Dataset records
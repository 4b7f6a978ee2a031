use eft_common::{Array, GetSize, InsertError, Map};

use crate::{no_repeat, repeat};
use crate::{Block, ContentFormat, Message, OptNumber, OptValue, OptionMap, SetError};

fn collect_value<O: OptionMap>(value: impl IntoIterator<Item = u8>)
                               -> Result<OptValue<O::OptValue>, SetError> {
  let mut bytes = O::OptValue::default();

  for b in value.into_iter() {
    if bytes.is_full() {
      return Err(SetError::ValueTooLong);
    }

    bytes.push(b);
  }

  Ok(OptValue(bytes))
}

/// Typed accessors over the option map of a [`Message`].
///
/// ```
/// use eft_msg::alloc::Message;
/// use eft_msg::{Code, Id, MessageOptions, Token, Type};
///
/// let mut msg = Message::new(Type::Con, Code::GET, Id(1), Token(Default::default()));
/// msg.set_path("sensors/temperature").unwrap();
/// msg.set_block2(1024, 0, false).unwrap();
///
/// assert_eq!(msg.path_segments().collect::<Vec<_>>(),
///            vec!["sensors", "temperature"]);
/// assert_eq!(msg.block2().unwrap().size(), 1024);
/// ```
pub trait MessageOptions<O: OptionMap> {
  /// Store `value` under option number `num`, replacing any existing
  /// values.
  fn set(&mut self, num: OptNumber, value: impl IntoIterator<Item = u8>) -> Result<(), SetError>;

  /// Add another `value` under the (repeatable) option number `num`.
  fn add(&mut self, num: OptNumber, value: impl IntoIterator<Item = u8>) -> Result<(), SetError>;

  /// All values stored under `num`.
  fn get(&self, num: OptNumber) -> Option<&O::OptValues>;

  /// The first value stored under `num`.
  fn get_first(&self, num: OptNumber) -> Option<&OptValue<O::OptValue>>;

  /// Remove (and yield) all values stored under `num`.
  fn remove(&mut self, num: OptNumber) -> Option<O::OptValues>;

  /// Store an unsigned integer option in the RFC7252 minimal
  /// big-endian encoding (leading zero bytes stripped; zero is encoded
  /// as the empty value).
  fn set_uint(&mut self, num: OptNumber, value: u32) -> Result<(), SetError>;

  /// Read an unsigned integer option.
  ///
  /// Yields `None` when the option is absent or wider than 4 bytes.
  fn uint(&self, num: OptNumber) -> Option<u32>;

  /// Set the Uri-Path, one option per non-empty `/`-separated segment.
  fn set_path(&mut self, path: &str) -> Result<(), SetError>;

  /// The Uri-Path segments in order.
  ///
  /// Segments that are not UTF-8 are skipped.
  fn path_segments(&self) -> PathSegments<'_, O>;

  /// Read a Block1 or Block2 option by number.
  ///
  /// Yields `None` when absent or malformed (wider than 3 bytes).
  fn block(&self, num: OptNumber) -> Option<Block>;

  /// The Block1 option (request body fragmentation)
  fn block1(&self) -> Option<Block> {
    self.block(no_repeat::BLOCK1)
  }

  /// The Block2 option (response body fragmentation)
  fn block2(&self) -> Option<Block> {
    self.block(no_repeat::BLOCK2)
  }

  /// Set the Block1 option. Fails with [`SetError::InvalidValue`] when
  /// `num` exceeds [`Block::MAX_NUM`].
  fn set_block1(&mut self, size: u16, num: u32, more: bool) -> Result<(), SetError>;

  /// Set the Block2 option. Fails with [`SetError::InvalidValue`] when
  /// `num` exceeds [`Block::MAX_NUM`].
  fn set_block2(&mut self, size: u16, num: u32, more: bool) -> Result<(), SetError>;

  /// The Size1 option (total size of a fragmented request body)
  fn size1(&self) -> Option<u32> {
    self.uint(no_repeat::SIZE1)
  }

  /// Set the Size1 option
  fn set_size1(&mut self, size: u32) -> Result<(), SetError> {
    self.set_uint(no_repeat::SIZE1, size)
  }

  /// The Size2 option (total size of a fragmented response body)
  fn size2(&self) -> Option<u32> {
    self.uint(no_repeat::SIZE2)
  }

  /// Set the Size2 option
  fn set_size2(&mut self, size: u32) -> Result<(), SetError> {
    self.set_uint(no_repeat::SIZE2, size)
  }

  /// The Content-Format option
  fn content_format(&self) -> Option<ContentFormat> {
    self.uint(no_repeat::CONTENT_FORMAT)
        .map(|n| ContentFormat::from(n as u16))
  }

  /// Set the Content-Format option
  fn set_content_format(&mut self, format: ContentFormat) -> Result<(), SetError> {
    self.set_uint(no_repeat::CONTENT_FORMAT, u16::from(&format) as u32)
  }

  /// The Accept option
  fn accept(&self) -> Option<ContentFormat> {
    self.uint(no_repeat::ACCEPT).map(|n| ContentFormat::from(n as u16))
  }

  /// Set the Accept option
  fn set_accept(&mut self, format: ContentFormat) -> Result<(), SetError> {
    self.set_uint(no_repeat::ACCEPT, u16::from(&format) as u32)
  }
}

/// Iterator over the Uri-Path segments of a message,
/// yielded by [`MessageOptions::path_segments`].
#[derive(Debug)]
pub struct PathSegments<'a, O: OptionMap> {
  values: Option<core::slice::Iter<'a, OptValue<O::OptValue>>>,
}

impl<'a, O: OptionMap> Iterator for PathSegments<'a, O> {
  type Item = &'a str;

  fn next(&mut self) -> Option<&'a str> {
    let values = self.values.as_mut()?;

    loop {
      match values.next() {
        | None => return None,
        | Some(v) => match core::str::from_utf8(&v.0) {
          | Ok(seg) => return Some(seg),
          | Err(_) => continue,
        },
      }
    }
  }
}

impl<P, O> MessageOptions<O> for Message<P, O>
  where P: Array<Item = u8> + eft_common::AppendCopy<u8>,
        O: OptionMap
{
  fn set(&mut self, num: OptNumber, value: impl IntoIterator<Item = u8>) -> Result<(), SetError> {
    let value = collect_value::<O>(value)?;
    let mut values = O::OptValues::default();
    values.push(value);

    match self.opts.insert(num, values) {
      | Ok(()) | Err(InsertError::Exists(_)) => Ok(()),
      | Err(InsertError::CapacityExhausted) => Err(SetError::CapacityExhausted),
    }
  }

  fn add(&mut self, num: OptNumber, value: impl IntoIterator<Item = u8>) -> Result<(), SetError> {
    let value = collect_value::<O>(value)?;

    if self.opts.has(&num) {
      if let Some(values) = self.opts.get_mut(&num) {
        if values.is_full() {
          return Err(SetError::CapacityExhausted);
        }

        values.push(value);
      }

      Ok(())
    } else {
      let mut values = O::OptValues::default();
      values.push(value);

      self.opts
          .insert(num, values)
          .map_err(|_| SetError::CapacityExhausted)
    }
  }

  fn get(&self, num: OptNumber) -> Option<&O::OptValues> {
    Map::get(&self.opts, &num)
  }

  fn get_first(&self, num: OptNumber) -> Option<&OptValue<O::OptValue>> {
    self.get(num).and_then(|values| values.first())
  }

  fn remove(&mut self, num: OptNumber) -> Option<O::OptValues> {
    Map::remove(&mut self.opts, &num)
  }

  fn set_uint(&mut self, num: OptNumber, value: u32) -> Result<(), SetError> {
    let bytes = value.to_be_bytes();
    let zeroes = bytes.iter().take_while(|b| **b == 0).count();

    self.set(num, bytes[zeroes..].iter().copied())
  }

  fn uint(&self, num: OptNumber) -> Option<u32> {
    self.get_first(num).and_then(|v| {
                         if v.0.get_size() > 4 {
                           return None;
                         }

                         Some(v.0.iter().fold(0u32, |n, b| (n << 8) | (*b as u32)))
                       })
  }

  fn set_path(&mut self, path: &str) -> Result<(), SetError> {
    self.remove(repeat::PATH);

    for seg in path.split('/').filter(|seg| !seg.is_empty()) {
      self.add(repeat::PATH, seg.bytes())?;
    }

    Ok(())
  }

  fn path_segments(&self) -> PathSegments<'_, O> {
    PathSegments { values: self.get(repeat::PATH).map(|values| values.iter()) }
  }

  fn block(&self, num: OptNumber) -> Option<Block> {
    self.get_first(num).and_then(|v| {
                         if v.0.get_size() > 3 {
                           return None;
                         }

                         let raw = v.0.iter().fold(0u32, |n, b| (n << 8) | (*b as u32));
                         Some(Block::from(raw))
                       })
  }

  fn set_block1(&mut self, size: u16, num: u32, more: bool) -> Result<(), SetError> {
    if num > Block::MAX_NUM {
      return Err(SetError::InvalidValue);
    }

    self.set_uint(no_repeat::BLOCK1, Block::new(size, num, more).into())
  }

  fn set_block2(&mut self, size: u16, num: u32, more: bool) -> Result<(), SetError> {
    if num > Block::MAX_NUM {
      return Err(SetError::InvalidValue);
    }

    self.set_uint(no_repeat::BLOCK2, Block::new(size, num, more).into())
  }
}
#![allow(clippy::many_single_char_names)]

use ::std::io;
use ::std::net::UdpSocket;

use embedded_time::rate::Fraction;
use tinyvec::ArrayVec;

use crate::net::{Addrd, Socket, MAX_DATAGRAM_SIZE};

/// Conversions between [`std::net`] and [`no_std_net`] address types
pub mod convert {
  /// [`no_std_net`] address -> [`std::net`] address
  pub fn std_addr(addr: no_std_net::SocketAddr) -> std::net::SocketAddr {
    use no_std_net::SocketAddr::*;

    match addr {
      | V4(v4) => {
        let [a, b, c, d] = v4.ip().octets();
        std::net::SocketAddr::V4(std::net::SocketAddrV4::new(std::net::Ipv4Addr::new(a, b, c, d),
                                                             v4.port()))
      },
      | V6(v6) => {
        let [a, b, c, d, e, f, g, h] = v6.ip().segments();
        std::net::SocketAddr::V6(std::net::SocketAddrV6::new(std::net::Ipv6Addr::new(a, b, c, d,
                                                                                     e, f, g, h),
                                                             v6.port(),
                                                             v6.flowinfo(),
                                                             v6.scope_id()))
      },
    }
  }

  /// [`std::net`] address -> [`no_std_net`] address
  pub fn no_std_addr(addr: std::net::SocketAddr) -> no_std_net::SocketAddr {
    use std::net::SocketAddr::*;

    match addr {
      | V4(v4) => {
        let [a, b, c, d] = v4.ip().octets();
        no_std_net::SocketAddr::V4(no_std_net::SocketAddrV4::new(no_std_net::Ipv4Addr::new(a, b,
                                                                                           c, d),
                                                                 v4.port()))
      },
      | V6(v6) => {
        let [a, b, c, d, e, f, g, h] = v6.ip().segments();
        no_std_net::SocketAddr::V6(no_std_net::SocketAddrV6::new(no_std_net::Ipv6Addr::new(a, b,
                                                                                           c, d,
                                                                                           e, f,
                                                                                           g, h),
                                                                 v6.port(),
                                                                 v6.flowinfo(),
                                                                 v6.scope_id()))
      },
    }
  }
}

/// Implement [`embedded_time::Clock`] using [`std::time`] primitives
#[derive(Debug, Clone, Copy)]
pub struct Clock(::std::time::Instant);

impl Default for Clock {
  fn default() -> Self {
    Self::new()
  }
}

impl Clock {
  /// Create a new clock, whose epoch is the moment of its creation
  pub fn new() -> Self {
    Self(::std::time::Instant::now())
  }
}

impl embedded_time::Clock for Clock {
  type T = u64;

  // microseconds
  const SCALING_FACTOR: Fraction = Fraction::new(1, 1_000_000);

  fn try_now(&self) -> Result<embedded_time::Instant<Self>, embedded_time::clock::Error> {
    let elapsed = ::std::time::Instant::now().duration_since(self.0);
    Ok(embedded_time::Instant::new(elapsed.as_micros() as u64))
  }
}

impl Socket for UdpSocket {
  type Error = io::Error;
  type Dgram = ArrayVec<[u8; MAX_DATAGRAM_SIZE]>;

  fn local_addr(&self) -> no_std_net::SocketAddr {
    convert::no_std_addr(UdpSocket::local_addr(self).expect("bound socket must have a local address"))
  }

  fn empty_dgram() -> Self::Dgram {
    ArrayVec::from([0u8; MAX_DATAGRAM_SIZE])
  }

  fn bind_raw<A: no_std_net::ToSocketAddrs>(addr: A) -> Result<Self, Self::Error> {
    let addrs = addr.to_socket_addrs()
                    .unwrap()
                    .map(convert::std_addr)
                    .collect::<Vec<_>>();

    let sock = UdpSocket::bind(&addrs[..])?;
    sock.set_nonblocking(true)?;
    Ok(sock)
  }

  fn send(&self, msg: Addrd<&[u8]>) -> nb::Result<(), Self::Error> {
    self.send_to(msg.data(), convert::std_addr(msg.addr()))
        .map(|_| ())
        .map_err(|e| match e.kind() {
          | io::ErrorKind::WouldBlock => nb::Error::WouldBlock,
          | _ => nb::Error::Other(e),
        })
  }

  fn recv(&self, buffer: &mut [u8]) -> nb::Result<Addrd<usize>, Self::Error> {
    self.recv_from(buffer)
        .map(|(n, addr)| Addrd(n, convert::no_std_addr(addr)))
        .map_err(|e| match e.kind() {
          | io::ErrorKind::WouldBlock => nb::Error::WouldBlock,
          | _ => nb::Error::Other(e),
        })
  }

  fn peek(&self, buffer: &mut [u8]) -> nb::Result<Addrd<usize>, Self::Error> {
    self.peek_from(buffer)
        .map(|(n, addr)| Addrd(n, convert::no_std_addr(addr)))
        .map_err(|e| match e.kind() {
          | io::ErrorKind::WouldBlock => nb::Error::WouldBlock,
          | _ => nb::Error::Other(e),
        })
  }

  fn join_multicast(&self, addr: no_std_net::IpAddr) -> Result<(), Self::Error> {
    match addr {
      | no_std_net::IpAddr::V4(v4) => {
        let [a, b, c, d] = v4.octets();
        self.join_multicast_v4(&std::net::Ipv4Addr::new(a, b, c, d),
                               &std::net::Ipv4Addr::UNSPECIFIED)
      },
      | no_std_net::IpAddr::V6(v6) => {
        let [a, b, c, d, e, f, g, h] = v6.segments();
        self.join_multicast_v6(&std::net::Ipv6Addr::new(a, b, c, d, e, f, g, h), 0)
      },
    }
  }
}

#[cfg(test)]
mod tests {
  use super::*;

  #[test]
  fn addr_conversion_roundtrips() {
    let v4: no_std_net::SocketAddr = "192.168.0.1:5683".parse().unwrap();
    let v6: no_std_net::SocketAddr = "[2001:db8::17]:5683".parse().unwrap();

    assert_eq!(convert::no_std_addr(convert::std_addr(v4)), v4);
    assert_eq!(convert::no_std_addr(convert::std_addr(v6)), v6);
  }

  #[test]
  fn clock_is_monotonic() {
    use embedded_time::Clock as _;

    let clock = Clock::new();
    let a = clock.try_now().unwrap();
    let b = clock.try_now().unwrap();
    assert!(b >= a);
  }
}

...

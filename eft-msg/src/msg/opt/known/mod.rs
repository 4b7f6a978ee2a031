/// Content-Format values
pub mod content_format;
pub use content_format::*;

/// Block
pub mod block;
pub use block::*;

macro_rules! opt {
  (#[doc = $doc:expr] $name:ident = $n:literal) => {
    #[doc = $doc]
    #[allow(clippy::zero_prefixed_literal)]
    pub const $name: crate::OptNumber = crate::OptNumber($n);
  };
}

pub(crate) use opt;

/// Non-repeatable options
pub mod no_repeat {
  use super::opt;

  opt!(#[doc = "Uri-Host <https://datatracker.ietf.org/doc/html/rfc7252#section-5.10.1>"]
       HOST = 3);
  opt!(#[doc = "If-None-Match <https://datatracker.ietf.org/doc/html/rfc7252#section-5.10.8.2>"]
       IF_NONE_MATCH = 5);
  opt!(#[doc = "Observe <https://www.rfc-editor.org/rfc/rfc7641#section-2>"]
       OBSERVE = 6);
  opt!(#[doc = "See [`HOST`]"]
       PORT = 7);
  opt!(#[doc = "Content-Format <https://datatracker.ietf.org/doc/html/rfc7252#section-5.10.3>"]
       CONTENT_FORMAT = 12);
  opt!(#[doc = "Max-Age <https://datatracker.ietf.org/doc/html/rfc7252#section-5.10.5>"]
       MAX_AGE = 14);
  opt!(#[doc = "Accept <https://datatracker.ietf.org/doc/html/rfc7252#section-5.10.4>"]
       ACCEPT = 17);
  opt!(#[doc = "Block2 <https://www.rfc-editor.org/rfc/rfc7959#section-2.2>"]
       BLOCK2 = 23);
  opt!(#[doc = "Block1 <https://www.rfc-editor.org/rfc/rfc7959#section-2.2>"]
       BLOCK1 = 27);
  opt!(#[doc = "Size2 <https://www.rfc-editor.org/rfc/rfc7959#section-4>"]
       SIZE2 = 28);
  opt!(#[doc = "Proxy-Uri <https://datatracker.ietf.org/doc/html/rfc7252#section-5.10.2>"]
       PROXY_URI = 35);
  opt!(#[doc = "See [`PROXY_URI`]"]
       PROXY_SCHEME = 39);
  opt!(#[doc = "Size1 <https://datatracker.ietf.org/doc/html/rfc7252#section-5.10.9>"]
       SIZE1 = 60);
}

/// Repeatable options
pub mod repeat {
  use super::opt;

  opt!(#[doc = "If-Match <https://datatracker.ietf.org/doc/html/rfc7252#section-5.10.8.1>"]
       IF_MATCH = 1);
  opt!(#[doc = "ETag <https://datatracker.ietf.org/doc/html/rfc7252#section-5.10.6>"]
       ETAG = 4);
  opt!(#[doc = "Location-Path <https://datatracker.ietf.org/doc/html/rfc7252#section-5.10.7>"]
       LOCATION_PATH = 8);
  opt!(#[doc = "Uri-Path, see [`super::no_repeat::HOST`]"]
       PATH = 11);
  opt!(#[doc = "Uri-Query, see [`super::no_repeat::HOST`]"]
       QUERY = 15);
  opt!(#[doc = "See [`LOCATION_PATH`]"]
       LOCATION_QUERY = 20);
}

◆ Action item ◆
Determine the number of lines above that include the word "absent"; the reply is that number only.

◆ Solution for this exercise ◆
2